I can check emails on my phone, but I can’t imagine sending them on that small screen. I would always prefer to use a computer for reading anything longer than a short message, or checking train times, or doing internet banking – and discovering how little money you have left when you’ve just had to fork out for a new laptop.

About 15 years ago I got by without internet access at home and now I don’t know how I ever did.

Technology works its way into our lives. I imagined my first mobile phone would spend most of its time in its box, only out on special occasions.

Now it wakes me up in the morning, stores most people’s phone numbers and –without a landline – is my main means of communicating with my family. Leaving the house without it would feel like leaving the house without my shoes.

Mobile phones and computers at home may have become necessities for almost all of us, but I’ve never had a good relationship with technology in any of its digital forms and suspect the distrust and dislike are mutual.

When I first got a laptop I left the box in the hallway while I went to clear a space for its longer-term location – and managed to trip over the box later, landing painfully on both knees.

Two days after that I tripped over the cable, landing at an angle that bashed most of the toes on my right foot. I felt like Frank Spencer.

That foot has never been quite the same since. It doesn’t bother me unduly.

I was never likely to charge up and down Scafell Pike or compete in the Great North Run. And I’ve long since abandoned my international footballing dreams.

But the injuries weren’t over. The following week a BT engineer came to hook me up to the internet. To do so he needed into the roofspace, which is accessed by a hatch on the upstairs ceiling.

I pressed it to open it and it swung back and hit me squarely in the forehead. The engineer kindly offered to take me to casualty but I told him I would be fine and instead sat down and dabbed my brow with a cold face cloth for the next half-hour.

Forget what they say about a possible link between childhood obesity and large periods of time spent online. The internet seemed to be damaging my health. After three injuries in the space of seven days I began to suspect that its inventors wanted me dead.

At the very least, we got off on the wrong foot.

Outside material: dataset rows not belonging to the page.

use log::LevelFilter;
use std::str::FromStr;
use std::time::Duration;
use tourney_api::bracket::DEFAULT_MAX_DEPTH;
use tourney_api::client::DEFAULT_BASE_URL;

const DEFAULT_CHAT_WS: &str = "ws://127.0.0.1:8787";
const DEFAULT_CHAT_ROOM: &str = "lobby";
const DEFAULT_REFRESH_SECS: u64 = 30;

/// Runtime configuration, read from `TOURNEY_*` environment variables.
#[derive(Debug, Clone)]
pub struct AppSettings {
    pub full_screen: bool,
    pub log_level: Option<LevelFilter>,
    pub api_url: String,
    /// Overrides the token of the stored session.
    pub token: Option<String>,
    pub chat_endpoint: String,
    pub chat_room: String,
    pub max_depth: usize,
    pub refresh_interval: Duration,
}

impl Default for AppSettings {
    fn default() -> Self {
        Self {
            full_screen: false,
            log_level: None,
            api_url: DEFAULT_BASE_URL.to_string(),
            token: None,
            chat_endpoint: DEFAULT_CHAT_WS.to_string(),
            chat_room: DEFAULT_CHAT_ROOM.to_string(),
            max_depth: DEFAULT_MAX_DEPTH,
            refresh_interval: Duration::from_secs(DEFAULT_REFRESH_SECS),
        }
    }
}

impl AppSettings {
    pub fn load() -> Self {
        Self::from_lookup(|key| std::env::var(key).ok())
    }

    fn from_lookup(lookup: impl Fn(&str) -> Option<String>) -> Self {
        let var = |key: &str| lookup(key).map(|v| v.trim().to_string()).filter(|v| !v.is_empty());
        let defaults = Self::default();

        Self {
            full_screen: false,
            log_level: var("TOURNEY_LOG_LEVEL").and_then(|v| LevelFilter::from_str(&v).ok()),
            api_url: var("TOURNEY_API_URL").unwrap_or(defaults.api_url),
            token: var("TOURNEY_TOKEN"),
            chat_endpoint: var("TOURNEY_CHAT_WS").unwrap_or(defaults.chat_endpoint),
            chat_room: var("TOURNEY_CHAT_ROOM").unwrap_or(defaults.chat_room),
            max_depth: var("TOURNEY_MAX_DEPTH")
                .and_then(|v| v.parse().ok())
                .unwrap_or(defaults.max_depth),
            refresh_interval: var("TOURNEY_REFRESH_SECS")
                .and_then(|v| v.parse::<u64>().ok())
                .filter(|secs| *secs > 0)
                .map(Duration::from_secs)
                .unwrap_or(defaults.refresh_interval),
        }
    }
}

#[cfg(test)]
mod tests {
    use super::*;
    use std::collections::HashMap;

    fn settings(pairs: &[(&str, &str)]) -> AppSettings {
        let env: HashMap<String, String> =
            pairs.iter().map(|(k, v)| (k.to_string(), v.to_string())).collect();
        AppSettings::from_lookup(|key| env.get(key).cloned())
    }

    #[test]
    fn empty_environment_gives_defaults() {
        let s = settings(&[]);
        assert_eq!(s.api_url, DEFAULT_BASE_URL);
        assert_eq!(s.max_depth, DEFAULT_MAX_DEPTH);
        assert_eq!(s.refresh_interval, Duration::from_secs(30));
        assert!(s.token.is_none());
        assert!(s.log_level.is_none());
    }

    #[test]
    fn environment_overrides() {
        let s = settings(&[
            ("TOURNEY_API_URL", "https://arena.example.org/api"),
            ("TOURNEY_TOKEN", "abc"),
            ("TOURNEY_MAX_DEPTH", "12"),
            ("TOURNEY_REFRESH_SECS", "5"),
            ("TOURNEY_LOG_LEVEL", "debug"),
            ("TOURNEY_CHAT_ROOM", "finals"),
        ]);
        assert_eq!(s.api_url, "https://arena.example.org/api");
        assert_eq!(s.token.as_deref(), Some("abc"));
        assert_eq!(s.max_depth, 12);
        assert_eq!(s.refresh_interval, Duration::from_secs(5));
        assert_eq!(s.log_level, Some(LevelFilter::Debug));
        assert_eq!(s.chat_room, "finals");
    }

    #[test]
    fn garbage_values_fall_back() {
        let s = settings(&[
            ("TOURNEY_MAX_DEPTH", "deep"),
            ("TOURNEY_REFRESH_SECS", "0"),
            ("TOURNEY_TOKEN", "   "),
        ]);
        assert_eq!(s.max_depth, DEFAULT_MAX_DEPTH);
        assert_eq!(s.refresh_interval, Duration::from_secs(30));
        assert!(s.token.is_none());
    }
}
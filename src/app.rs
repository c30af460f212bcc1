use crate::state::app_settings::AppSettings;
use crate::state::app_state::{AppState, BracketState, ChatMessage, ChatState};
use crate::state::chat::ChatWireMessage;
use tourney_api::bracket::BracketBuilder;
use tourney_api::session::Session;
use tourney_api::{Match, Tournament, TournamentView};

#[derive(Copy, Clone, Debug, Default, PartialEq)]
pub enum MenuItem {
    #[default]
    Tournaments,
    Bracket,
    Matches,
    Chat,
    Help,
}

pub struct App {
    pub settings: AppSettings,
    pub session: Session,
    pub state: AppState,
}

impl App {
    pub fn new(settings: AppSettings, session: Session) -> Self {
        let username = session
            .display_name()
            .map(str::to_owned)
            .or_else(|| std::env::var("USER").ok().filter(|u| !u.trim().is_empty()))
            .unwrap_or_else(|| "guest".to_string());

        let state = AppState {
            bracket: BracketState::new(BracketBuilder::new(settings.max_depth)),
            chat: ChatState::new(settings.chat_endpoint.clone(), settings.chat_room.clone(), username),
            ..AppState::default()
        };

        if let Some(level) = settings.log_level {
            log::set_max_level(level);
            tui_logger::set_default_level(level);
        }

        Self { settings, session, state }
    }

    // -----------------------------------------------------------------------
    // Network response handlers, called from main_ui_loop
    // -----------------------------------------------------------------------

    pub fn on_tournaments_loaded(&mut self, tournaments: Vec<Tournament>) {
        self.state.last_error = None;
        self.state.tournaments.load(tournaments);
    }

    pub fn on_tournament_loaded(&mut self, view: TournamentView) {
        self.state.last_error = if view.is_demo {
            Some("Server unreachable: showing demo tournament".to_string())
        } else {
            None
        };
        self.state.bracket.load(view);
        self.state.match_list = Default::default();
        if self.state.active_tab == MenuItem::Tournaments {
            self.update_tab(MenuItem::Bracket);
        }
    }

    /// Ignores refreshes for a tournament that is no longer open.
    pub fn on_matches_updated(&mut self, tournament_id: &str, matches: Vec<Match>) {
        if self.state.bracket.tournament_id() == Some(tournament_id) {
            self.state.bracket.merge_matches(matches);
        }
    }

    pub fn on_error(&mut self, message: String) {
        self.state.last_error = Some(message);
    }

    // -----------------------------------------------------------------------
    // Tab management
    // -----------------------------------------------------------------------

    pub fn update_tab(&mut self, next: MenuItem) {
        if self.state.active_tab == next {
            return;
        }
        self.state.previous_tab = self.state.active_tab;
        self.state.active_tab = next;
        if self.state.active_tab == MenuItem::Chat {
            self.state.chat.scroll_offset = 0;
        }
    }

    pub fn exit_help(&mut self) {
        if self.state.active_tab == MenuItem::Help {
            self.state.active_tab = self.state.previous_tab;
        }
    }

    pub fn toggle_show_logs(&mut self) {
        self.state.show_logs = !self.state.show_logs;
    }

    pub fn toggle_full_screen(&mut self) {
        self.settings.full_screen = !self.settings.full_screen;
    }

    // -----------------------------------------------------------------------
    // Match list navigation
    // -----------------------------------------------------------------------

    pub fn match_list_down(&mut self) {
        let max = self.state.bracket.match_list().len().saturating_sub(1);
        let list = &mut self.state.match_list;
        list.selected = (list.selected + 1).min(max);
    }

    pub fn match_list_up(&mut self) {
        self.state.match_list.selected = self.state.match_list.selected.saturating_sub(1);
    }

    // -----------------------------------------------------------------------
    // Chat
    // -----------------------------------------------------------------------

    pub fn on_chat_connected(&mut self) {
        self.state.chat.connected = true;
        self.state
            .chat
            .push_system(format!("connected to {}", self.state.chat.endpoint));
    }

    pub fn on_chat_disconnected(&mut self) {
        if self.state.chat.connected {
            self.state.chat.push_system("chat disconnected, retrying...");
        }
        self.state.chat.connected = false;
    }

    pub fn on_chat_error(&mut self, message: String) {
        self.state.chat.push_system(format!("chat error: {message}"));
    }

    pub fn on_chat_message(&mut self, msg: ChatWireMessage) {
        self.state.chat.ingest_message(ChatMessage {
            id: msg.id,
            author: msg.author,
            body: msg.body,
            timestamp: msg.timestamp,
            is_system: false,
        });
    }
}

#[cfg(test)]
mod tests {
    use super::*;
    use tourney_api::client::load_demo_view;

    fn app() -> App {
        App::new(AppSettings::default(), Session::anonymous())
    }

    #[test]
    fn loading_a_tournament_switches_to_bracket() {
        let mut app = app();
        app.on_tournament_loaded(load_demo_view().unwrap());
        assert_eq!(app.state.active_tab, MenuItem::Bracket);
        assert!(app.state.last_error.as_deref().unwrap().contains("demo"));
    }

    #[test]
    fn stale_refresh_is_ignored() {
        let mut app = app();
        app.on_tournament_loaded(load_demo_view().unwrap());
        app.on_matches_updated("some-other-tournament", vec![]);
        assert_eq!(app.state.bracket.rounds.len(), 3);
    }

    #[test]
    fn help_returns_to_previous_tab() {
        let mut app = app();
        app.update_tab(MenuItem::Matches);
        app.update_tab(MenuItem::Help);
        app.exit_help();
        assert_eq!(app.state.active_tab, MenuItem::Matches);
    }

    #[test]
    fn session_user_names_the_chat_author() {
        let session = Session::authenticated(
            "tok",
            Some(tourney_api::User { id: "u".into(), username: "referee".into(), email: None }),
        );
        let app = App::new(AppSettings::default(), session);
        assert_eq!(app.state.chat.username, "referee");
    }

    #[test]
    fn match_list_selection_is_clamped() {
        let mut app = app();
        app.on_tournament_loaded(load_demo_view().unwrap());
        for _ in 0..20 {
            app.match_list_down();
        }
        assert_eq!(app.state.match_list.selected, 6);
        app.match_list_up();
        assert_eq!(app.state.match_list.selected, 5);
    }
}
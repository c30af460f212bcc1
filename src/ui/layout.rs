use tui::layout::{Constraint, Layout, Rect, Size};
pub const TAB_BAR_HEIGHT: u16 = 3;
pub const STATUS_HEIGHT: u16 = 1;
const LOG_PANE_PERCENT: u16 = 30;

/// Pre-computed layout areas for the main draw loop.
pub struct LayoutAreas {
    pub tab_bar: [Rect; 2],
    pub main: Rect,
    /// Zero-sized unless the log pane is shown.
    pub logs: Rect,
    pub status: Rect,
}

impl LayoutAreas {
    pub fn new(size: Size) -> Self {
        let rect = Rect::new(0, 0, size.width, size.height);
        Self::from_rect(rect, false, false)
    }

    pub fn update(&mut self, area: Rect, full_screen: bool, show_logs: bool) {
        *self = Self::from_rect(area, full_screen, show_logs);
    }

    fn from_rect(area: Rect, full_screen: bool, show_logs: bool) -> Self {
        let (tab_bar, body) = if full_screen {
            ([Rect::ZERO, Rect::ZERO], area)
        } else {
            let [tab, body] = Layout::vertical([
                Constraint::Length(TAB_BAR_HEIGHT),
                Constraint::Fill(1),
            ])
            .areas(area);
            (Self::split_tab_bar(tab), body)
        };

        let [content, status] =
            Layout::vertical([Constraint::Fill(1), Constraint::Length(STATUS_HEIGHT)]).areas(body);

        let (main, logs) = if show_logs {
            let [main, logs] = Layout::vertical([
                Constraint::Percentage(100 - LOG_PANE_PERCENT),
                Constraint::Percentage(LOG_PANE_PERCENT),
            ])
            .areas(content);
            (main, logs)
        } else {
            (content, Rect::ZERO)
        };

        LayoutAreas { tab_bar, main, logs, status }
    }

    fn split_tab_bar(area: Rect) -> [Rect; 2] {
        Layout::horizontal([Constraint::Percentage(80), Constraint::Percentage(20)]).areas(area)
    }
}
use crate::state::messages::NetworkRequest;
use std::time::Duration;
use tokio::sync::mpsc;
use tokio::time::interval;

/// Periodic match refresh for the open tournament.
/// Tournament metadata and the bracket descriptor are only loaded on demand.
pub struct PeriodicRefresher {
    network_requests: mpsc::Sender<NetworkRequest>,
    period: Duration,
}

impl PeriodicRefresher {
    pub fn new(network_requests: mpsc::Sender<NetworkRequest>, period: Duration) -> Self {
        Self { network_requests, period }
    }

    pub async fn run(self) {
        let mut matches_interval = interval(self.period);
        // Skip the immediate first tick so startup loading isn't double-triggered.
        matches_interval.tick().await;

        loop {
            matches_interval.tick().await;
            if self
                .network_requests
                .send(NetworkRequest::RefreshMatches)
                .await
                .is_err()
            {
                break;
            }
        }
    }
}
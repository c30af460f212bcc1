pub mod bracket;
pub mod client;
pub mod session;
pub mod wire;

use chrono::{DateTime, Utc};
use serde::{Deserialize, Serialize};

// ---------------------------------------------------------------------------
// Domain types: clean model, independent of the REST wire format
// ---------------------------------------------------------------------------

#[derive(Debug, Clone, Default)]
pub struct Tournament {
    pub id: String,
    pub name: String,
    pub sport: Option<String>,
    pub status: Option<String>,
    pub start_date: Option<DateTime<Utc>>,
}

/// Everything the viewer needs to draw one tournament.
#[derive(Debug, Clone, Default)]
pub struct TournamentView {
    pub tournament: Tournament,
    pub bracket: Option<Bracket>,
    pub matches: Vec<Match>,
    /// True when the server was unreachable and the embedded demo data was loaded.
    pub is_demo: bool,
}

impl TournamentView {
    /// Matches listed by the bracket descriptor. An empty id list means
    /// every match of the tournament belongs to the bracket.
    pub fn bracket_matches(&self) -> Vec<Match> {
        match &self.bracket {
            Some(bracket) if !bracket.match_ids.is_empty() => self
                .matches
                .iter()
                .filter(|m| bracket.match_ids.iter().any(|id| *id == m.id))
                .cloned()
                .collect(),
            _ => self.matches.clone(),
        }
    }

    pub fn find_match(&self, match_id: &str) -> Option<&Match> {
        self.matches.iter().find(|m| m.id == match_id)
    }

    /// Replace the match list after a refresh, keeping names already resolved
    /// for participants the refresh only knows by id.
    pub fn merge_matches(&mut self, mut updates: Vec<Match>) {
        for update in &mut updates {
            let Some(previous) = self.find_match(&update.id) else {
                continue;
            };
            for slot in &mut update.participants {
                if let ParticipantRef::Id(id) = &slot.participant
                    && let Some(resolved) = previous
                        .participants
                        .iter()
                        .map(|s| &s.participant)
                        .find(|p| p.is_resolved() && p.id() == id)
                {
                    slot.participant = resolved.clone();
                }
            }
        }
        self.matches = updates;
    }
}

#[derive(Debug, Clone, Default, PartialEq)]
pub struct Match {
    pub id: String,
    pub planned_start_time: Option<DateTime<Utc>>,
    /// Matches whose winners feed into this one. Empty for first-round matches.
    pub parent_matches: Vec<String>,
    pub participants: Vec<ParticipantSlot>, // 0–2 entries
    pub status: MatchStatus,
    pub winner: Option<String>,
}

impl Match {
    pub fn is_live(&self) -> bool {
        self.status == MatchStatus::InProgress
    }

    /// The participant slot holding the winner, if one is recorded.
    pub fn winner_slot(&self) -> Option<&ParticipantSlot> {
        let winner = self.winner.as_deref()?;
        self.participants.iter().find(|s| s.participant.id() == winner)
    }
}

#[derive(Debug, Clone, Default, PartialEq)]
pub struct ParticipantSlot {
    pub participant: ParticipantRef,
    pub score: Option<i64>,
}

/// A participant as the API hands it out: sometimes only an id, sometimes the
/// whole record.
#[derive(Debug, Clone, PartialEq, Eq, Serialize, Deserialize)]
pub enum ParticipantRef {
    Id(String),
    Resolved(Participant),
}

impl Default for ParticipantRef {
    fn default() -> Self {
        ParticipantRef::Id(String::new())
    }
}

impl ParticipantRef {
    pub fn id(&self) -> &str {
        match self {
            ParticipantRef::Id(id) => id,
            ParticipantRef::Resolved(p) => &p.id,
        }
    }

    /// Name when resolved, raw identifier otherwise.
    pub fn display_name(&self) -> &str {
        match self {
            ParticipantRef::Id(id) => id,
            ParticipantRef::Resolved(p) if !p.name.is_empty() => &p.name,
            ParticipantRef::Resolved(p) => &p.id,
        }
    }

    pub fn is_resolved(&self) -> bool {
        matches!(self, ParticipantRef::Resolved(_))
    }
}

#[derive(Debug, Clone, Default, PartialEq, Eq, Serialize, Deserialize)]
pub struct Participant {
    pub id: String,
    pub name: String,
    pub email: Option<String>,
}

#[derive(Debug, Clone, Copy, Default, PartialEq, Eq)]
pub enum MatchStatus {
    #[default]
    Prepared,
    InProgress,
    Finished,
    Cancelled,
}

impl MatchStatus {
    pub fn label(&self) -> &'static str {
        match self {
            MatchStatus::Prepared => "Prepared",
            MatchStatus::InProgress => "Live",
            MatchStatus::Finished => "Final",
            MatchStatus::Cancelled => "Cancelled",
        }
    }
}

#[derive(Debug, Clone, Default, PartialEq)]
pub struct Bracket {
    pub id: Option<String>,
    pub type_group: GroupType,
    pub match_ids: Vec<String>,
}

/// How a bracket groups its matches. Only `Olympic` (single elimination)
/// gets computed rounds.
#[derive(Debug, Clone, Default, PartialEq, Eq)]
pub enum GroupType {
    #[default]
    Olympic,
    RoundRobin,
    Other(String),
}

impl GroupType {
    pub fn parse(raw: &str) -> Self {
        match raw.trim().to_ascii_uppercase().as_str() {
            "OLYMPIC" => GroupType::Olympic,
            "ROUND_ROBIN" | "ROUNDROBIN" => GroupType::RoundRobin,
            _ => GroupType::Other(raw.to_owned()),
        }
    }

    pub fn is_olympic(&self) -> bool {
        *self == GroupType::Olympic
    }

    pub fn label(&self) -> &str {
        match self {
            GroupType::Olympic => "Single elimination",
            GroupType::RoundRobin => "Round robin",
            GroupType::Other(raw) => raw,
        }
    }
}

/// One derived column of a single-elimination bracket.
#[derive(Debug, Clone, Default, PartialEq)]
pub struct Round {
    /// 0 = first round.
    pub index: usize,
    pub matches: Vec<Match>,
}

impl Round {
    pub fn label(&self, total_rounds: usize) -> String {
        match total_rounds.saturating_sub(self.index) {
            1 => "Final".to_string(),
            2 => "Semifinals".to_string(),
            3 => "Quarterfinals".to_string(),
            _ => format!("Round {}", self.index + 1),
        }
    }
}

/// Output of the bracket builder.
#[derive(Debug, Clone, Default, PartialEq)]
pub struct BracketRounds {
    pub rounds: Vec<Round>,
    /// Ids of matches that never qualified for a round (cycles, depth cap).
    pub unplaced: Vec<String>,
}

impl BracketRounds {
    pub fn is_empty(&self) -> bool {
        self.rounds.is_empty()
    }

    pub fn len(&self) -> usize {
        self.rounds.len()
    }
}

#[derive(Debug, Clone, Default, PartialEq, Eq, Serialize, Deserialize)]
pub struct User {
    pub id: String,
    pub username: String,
    #[serde(default)]
    pub email: Option<String>,
}

#[cfg(test)]
mod tests {
    use super::*;

    fn slot(p: ParticipantRef) -> ParticipantSlot {
        ParticipantSlot { participant: p, score: None }
    }

    #[test]
    fn group_type_parse_is_case_insensitive() {
        assert_eq!(GroupType::parse("OLYMPIC"), GroupType::Olympic);
        assert_eq!(GroupType::parse("olympic"), GroupType::Olympic);
        assert_eq!(GroupType::parse("round_robin"), GroupType::RoundRobin);
        assert_eq!(GroupType::parse("swiss"), GroupType::Other("swiss".into()));
    }

    #[test]
    fn display_name_falls_back_to_id() {
        let bare = ParticipantRef::Id("p-7".into());
        assert_eq!(bare.display_name(), "p-7");

        let unnamed = ParticipantRef::Resolved(Participant { id: "p-8".into(), ..Default::default() });
        assert_eq!(unnamed.display_name(), "p-8");

        let named = ParticipantRef::Resolved(Participant {
            id: "p-9".into(),
            name: "Falcons".into(),
            email: None,
        });
        assert_eq!(named.display_name(), "Falcons");
    }

    #[test]
    fn round_labels_count_back_from_the_final() {
        let round = |index| Round { index, matches: vec![] };
        assert_eq!(round(3).label(4), "Final");
        assert_eq!(round(2).label(4), "Semifinals");
        assert_eq!(round(1).label(4), "Quarterfinals");
        assert_eq!(round(0).label(4), "Round 1");
    }

    #[test]
    fn bracket_matches_filters_by_descriptor() {
        let view = TournamentView {
            bracket: Some(Bracket {
                id: None,
                type_group: GroupType::Olympic,
                match_ids: vec!["b".into()],
            }),
            matches: vec![
                Match { id: "a".into(), ..Default::default() },
                Match { id: "b".into(), ..Default::default() },
            ],
            ..Default::default()
        };
        let ids: Vec<String> = view.bracket_matches().into_iter().map(|m| m.id).collect();
        assert_eq!(ids, vec!["b".to_string()]);
    }

    #[test]
    fn bracket_matches_empty_descriptor_means_all() {
        let view = TournamentView {
            bracket: Some(Bracket::default()),
            matches: vec![Match { id: "a".into(), ..Default::default() }],
            ..Default::default()
        };
        assert_eq!(view.bracket_matches().len(), 1);
    }

    #[test]
    fn merge_matches_keeps_resolved_names() {
        let falcons = ParticipantRef::Resolved(Participant {
            id: "p1".into(),
            name: "Falcons".into(),
            email: None,
        });
        let mut view = TournamentView {
            matches: vec![Match {
                id: "m1".into(),
                participants: vec![slot(falcons.clone())],
                ..Default::default()
            }],
            ..Default::default()
        };
        view.merge_matches(vec![Match {
            id: "m1".into(),
            participants: vec![ParticipantSlot { participant: ParticipantRef::Id("p1".into()), score: Some(3) }],
            status: MatchStatus::Finished,
            ..Default::default()
        }]);
        let m = view.find_match("m1").unwrap();
        assert_eq!(m.participants[0].participant, falcons);
        assert_eq!(m.participants[0].score, Some(3));
        assert_eq!(m.status, MatchStatus::Finished);
    }

    #[test]
    fn winner_slot_matches_by_participant_id() {
        let m = Match {
            id: "m".into(),
            participants: vec![slot(ParticipantRef::Id("a".into())), slot(ParticipantRef::Id("b".into()))],
            winner: Some("b".into()),
            ..Default::default()
        };
        assert_eq!(m.winner_slot().map(|s| s.participant.id()), Some("b"));
    }
}
pub mod app_settings;
pub mod app_state;
pub mod chat;
pub mod messages;
pub mod network;
pub mod refresher;
fn draw_logs(f: &mut Frame, area: Rect) {
    let logger = TuiLoggerWidget::default()
        .block(default_border(Color::DarkGray).title(" Logs "))
        .style_error(Style::default().fg(Color::Red))
        .style_warn(Style::default().fg(Color::Yellow))
        .style_info(Style::default().fg(Color::Cyan))
        .style_debug(Style::default().fg(Color::DarkGray));
    f.render_widget(logger, area);
}

fn draw_status(f: &mut Frame, area: Rect, app: &App, loading: LoadingState) {
    if area.height == 0 || area.width == 0 {
        return;
    }

    let user = app.session.display_name().unwrap_or("anonymous");
    let mut spans = vec![Span::styled(format!(" {user} "), Style::default().fg(Color::DarkGray))];
    if let Some(err) = app.state.last_error.as_deref() {
        spans.push(Span::styled(format!("| {err}"), Style::default().fg(Color::Red)));
    }
    f.render_widget(Paragraph::new(Line::from(spans)), area);

    if !loading.is_loading && loading.spinner_char != ERROR_CHAR {
        return;
    }
    let style = match loading.spinner_char {
        ERROR_CHAR => Style::default().fg(Color::Red),
        _ => Style::default().fg(Color::White),
    };
    let spinner_area = Rect::new(area.x + area.width.saturating_sub(2), area.y, 1, 1);
    f.render_widget(Paragraph::new(loading.spinner_char.to_string()).style(style), spinner_area);
}

fn draw_centered_note(f: &mut Frame, area: Rect, msg: &str) {
    f.render_widget(
        Paragraph::new(msg)
            .style(Style::default().fg(Color::DarkGray))
            .alignment(Alignment::Center),
        area,
    );
}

It wasn’t long after that first laptop was up and running that I got a bit of a scare. I was aimlessly joyriding on the internet when the screen was suddenly filled by what looked like a police symbol and a message that declared: “You are guilty of downloading child pornography and information of use to terrorists and infringing the Official Secrets Act. Pay £200 to avoid immediate prosecution.”

I was gullible enough to suspect I might have accidentally stumbled across some illegal websites. In my panic and stupidity I even phoned the police and a patient officer told me not to worry, it was a scam – and that if I really was guilty of any of these they would have been knocking on my door by now.

Looking back I’m amazed at my stupidity at ever suspecting it really was the police asking for money. But in the context of all the other harm computers had done me, I suppose it was no surprise.